### What this task involves
Your answer should be an exact copy of the lines from the start of the entries to the line containing "the transport afterwards.", both included.

### Data listing
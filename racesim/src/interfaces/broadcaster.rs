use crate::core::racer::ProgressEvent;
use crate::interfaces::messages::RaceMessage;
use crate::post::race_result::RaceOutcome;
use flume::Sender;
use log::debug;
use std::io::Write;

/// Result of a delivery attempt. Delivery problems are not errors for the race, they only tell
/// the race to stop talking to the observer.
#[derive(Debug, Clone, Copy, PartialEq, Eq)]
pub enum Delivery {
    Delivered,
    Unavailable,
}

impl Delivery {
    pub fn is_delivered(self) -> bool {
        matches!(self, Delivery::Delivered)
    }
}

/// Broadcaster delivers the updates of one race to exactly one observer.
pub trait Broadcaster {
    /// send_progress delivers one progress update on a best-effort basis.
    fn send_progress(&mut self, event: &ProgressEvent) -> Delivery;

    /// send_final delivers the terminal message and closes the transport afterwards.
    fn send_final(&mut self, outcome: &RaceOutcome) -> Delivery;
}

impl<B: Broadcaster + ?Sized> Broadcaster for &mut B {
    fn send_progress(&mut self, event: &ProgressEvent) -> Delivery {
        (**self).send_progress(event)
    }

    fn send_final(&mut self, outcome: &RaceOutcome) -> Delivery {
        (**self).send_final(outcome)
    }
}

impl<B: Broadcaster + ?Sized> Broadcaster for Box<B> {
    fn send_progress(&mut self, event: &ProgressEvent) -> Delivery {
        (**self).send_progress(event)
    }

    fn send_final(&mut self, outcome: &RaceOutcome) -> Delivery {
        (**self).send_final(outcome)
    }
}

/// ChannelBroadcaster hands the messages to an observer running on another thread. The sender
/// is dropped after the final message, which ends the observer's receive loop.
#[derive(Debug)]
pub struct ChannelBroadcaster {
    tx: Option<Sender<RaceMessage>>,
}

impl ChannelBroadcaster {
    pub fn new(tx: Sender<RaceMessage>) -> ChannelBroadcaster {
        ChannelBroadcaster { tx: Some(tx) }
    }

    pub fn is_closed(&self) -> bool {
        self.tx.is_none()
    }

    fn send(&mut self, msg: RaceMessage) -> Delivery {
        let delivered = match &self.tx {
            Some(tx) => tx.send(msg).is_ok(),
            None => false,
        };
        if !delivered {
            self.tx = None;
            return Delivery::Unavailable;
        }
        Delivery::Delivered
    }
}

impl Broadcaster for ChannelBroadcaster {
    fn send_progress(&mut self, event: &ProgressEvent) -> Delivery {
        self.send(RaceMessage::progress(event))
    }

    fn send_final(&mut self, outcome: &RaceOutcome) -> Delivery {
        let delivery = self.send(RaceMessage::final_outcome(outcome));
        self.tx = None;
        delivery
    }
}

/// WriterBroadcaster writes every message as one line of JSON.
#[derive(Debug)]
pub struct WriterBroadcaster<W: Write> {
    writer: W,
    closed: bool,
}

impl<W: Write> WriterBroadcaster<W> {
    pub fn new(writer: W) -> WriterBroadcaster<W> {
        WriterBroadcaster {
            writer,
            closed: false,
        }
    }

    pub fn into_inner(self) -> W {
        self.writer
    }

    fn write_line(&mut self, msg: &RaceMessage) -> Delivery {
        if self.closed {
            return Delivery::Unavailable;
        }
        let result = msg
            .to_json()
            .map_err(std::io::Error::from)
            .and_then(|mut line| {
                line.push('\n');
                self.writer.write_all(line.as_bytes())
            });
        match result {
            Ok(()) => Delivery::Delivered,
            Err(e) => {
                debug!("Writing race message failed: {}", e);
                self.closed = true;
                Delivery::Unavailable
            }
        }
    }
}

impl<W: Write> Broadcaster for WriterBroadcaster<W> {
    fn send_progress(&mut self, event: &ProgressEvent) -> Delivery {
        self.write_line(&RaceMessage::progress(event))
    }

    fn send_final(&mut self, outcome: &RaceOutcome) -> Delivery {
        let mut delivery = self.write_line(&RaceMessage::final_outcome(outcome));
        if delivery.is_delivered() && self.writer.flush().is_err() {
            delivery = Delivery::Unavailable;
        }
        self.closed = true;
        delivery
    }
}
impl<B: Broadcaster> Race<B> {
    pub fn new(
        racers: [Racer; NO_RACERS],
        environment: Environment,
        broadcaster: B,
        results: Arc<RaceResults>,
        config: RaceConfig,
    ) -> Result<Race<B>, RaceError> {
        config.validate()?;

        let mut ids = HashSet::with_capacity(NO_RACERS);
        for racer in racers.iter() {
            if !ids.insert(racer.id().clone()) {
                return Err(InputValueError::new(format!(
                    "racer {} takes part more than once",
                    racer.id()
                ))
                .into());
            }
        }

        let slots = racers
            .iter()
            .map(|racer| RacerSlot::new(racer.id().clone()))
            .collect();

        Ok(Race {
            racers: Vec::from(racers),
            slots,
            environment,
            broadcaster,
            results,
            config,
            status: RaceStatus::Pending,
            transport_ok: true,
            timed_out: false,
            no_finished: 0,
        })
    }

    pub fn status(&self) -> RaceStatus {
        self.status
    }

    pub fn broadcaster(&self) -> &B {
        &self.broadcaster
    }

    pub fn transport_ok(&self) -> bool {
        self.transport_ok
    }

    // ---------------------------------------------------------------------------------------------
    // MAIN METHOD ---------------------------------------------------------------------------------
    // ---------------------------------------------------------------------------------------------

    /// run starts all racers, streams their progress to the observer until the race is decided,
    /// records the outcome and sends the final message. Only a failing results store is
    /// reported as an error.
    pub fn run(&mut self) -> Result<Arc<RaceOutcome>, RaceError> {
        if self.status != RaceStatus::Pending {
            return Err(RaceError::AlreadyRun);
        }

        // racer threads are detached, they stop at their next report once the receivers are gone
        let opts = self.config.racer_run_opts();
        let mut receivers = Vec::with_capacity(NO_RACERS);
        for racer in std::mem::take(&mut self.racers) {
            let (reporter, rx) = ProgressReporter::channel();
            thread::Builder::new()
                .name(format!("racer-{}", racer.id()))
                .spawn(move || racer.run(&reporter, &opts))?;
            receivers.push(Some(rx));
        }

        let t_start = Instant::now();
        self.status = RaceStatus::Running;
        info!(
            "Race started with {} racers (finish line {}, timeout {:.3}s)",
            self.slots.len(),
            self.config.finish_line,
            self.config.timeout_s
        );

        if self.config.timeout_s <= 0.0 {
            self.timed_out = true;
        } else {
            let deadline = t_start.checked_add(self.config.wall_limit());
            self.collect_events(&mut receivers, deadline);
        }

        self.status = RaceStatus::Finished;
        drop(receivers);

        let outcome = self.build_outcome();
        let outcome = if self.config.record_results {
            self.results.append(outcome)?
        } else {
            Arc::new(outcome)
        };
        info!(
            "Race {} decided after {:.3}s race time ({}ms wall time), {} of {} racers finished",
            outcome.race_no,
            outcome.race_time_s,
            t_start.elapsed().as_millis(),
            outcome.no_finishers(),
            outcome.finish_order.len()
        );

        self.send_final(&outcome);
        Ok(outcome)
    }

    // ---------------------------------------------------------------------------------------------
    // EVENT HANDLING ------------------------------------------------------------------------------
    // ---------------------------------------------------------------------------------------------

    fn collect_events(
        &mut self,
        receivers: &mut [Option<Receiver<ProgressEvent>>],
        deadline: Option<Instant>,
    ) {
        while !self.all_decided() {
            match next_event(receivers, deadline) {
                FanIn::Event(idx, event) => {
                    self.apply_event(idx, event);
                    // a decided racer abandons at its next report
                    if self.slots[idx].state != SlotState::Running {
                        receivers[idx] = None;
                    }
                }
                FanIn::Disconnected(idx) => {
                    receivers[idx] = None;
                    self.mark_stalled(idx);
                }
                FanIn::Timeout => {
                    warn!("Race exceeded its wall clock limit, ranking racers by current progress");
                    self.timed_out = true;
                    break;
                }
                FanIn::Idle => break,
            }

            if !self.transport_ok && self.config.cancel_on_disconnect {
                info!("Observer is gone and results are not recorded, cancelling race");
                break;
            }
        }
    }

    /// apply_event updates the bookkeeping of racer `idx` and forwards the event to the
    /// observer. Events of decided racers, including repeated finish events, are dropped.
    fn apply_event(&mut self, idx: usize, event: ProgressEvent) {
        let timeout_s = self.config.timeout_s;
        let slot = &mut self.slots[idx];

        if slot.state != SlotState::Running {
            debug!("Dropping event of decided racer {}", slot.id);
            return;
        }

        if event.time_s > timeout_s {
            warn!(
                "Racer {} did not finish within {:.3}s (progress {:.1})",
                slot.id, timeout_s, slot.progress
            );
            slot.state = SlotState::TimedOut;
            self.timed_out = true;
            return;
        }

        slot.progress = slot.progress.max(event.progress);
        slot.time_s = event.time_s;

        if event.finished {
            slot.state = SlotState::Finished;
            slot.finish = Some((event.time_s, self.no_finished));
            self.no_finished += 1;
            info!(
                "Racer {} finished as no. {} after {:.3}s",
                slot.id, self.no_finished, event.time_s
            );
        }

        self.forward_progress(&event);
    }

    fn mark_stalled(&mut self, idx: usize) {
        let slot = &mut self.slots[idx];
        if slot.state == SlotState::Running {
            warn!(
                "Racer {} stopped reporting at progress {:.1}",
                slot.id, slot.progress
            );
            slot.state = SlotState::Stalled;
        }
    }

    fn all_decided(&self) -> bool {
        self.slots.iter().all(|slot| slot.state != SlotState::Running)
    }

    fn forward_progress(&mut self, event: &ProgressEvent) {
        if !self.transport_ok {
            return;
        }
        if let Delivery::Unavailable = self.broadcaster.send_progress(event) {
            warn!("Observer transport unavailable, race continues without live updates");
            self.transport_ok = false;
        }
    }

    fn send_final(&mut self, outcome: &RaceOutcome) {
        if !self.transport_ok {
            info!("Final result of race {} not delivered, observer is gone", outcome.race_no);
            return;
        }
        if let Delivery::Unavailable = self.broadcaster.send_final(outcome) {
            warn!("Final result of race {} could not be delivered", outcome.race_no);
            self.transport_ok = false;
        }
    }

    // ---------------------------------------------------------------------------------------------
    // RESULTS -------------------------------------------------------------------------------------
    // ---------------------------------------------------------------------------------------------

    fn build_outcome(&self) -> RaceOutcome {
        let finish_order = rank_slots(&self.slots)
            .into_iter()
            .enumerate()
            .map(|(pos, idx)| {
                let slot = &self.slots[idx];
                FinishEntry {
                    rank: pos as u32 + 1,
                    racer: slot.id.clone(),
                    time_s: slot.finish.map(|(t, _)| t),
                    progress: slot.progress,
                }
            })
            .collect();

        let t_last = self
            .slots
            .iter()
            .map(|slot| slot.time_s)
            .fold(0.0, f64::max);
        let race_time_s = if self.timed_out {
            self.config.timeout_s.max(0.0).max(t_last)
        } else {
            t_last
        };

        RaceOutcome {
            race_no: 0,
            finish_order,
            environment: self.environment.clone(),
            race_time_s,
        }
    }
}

### Written response
filename racesim/src/interfaces/broadcaster.rs
use crate::core::racer::ProgressEvent;
use crate::interfaces::messages::RaceMessage;
use crate::post::race_result::RaceOutcome;
use flume::Sender;
use log::debug;
use std::io::Write;

/// Result of a delivery attempt. Delivery problems are not errors for the race, they only tell
/// the race to stop talking to the observer.
#[derive(Debug, Clone, Copy, PartialEq, Eq)]
pub enum Delivery {
    Delivered,
    Unavailable,
}

impl Delivery {
    pub fn is_delivered(self) -> bool {
        matches!(self, Delivery::Delivered)
    }
}

/// Broadcaster delivers the updates of one race to exactly one observer.
pub trait Broadcaster {
    /// send_progress delivers one progress update on a best-effort basis.
    fn send_progress(&mut self, event: &ProgressEvent) -> Delivery;

    /// send_final delivers the terminal message and closes the transport afterwards.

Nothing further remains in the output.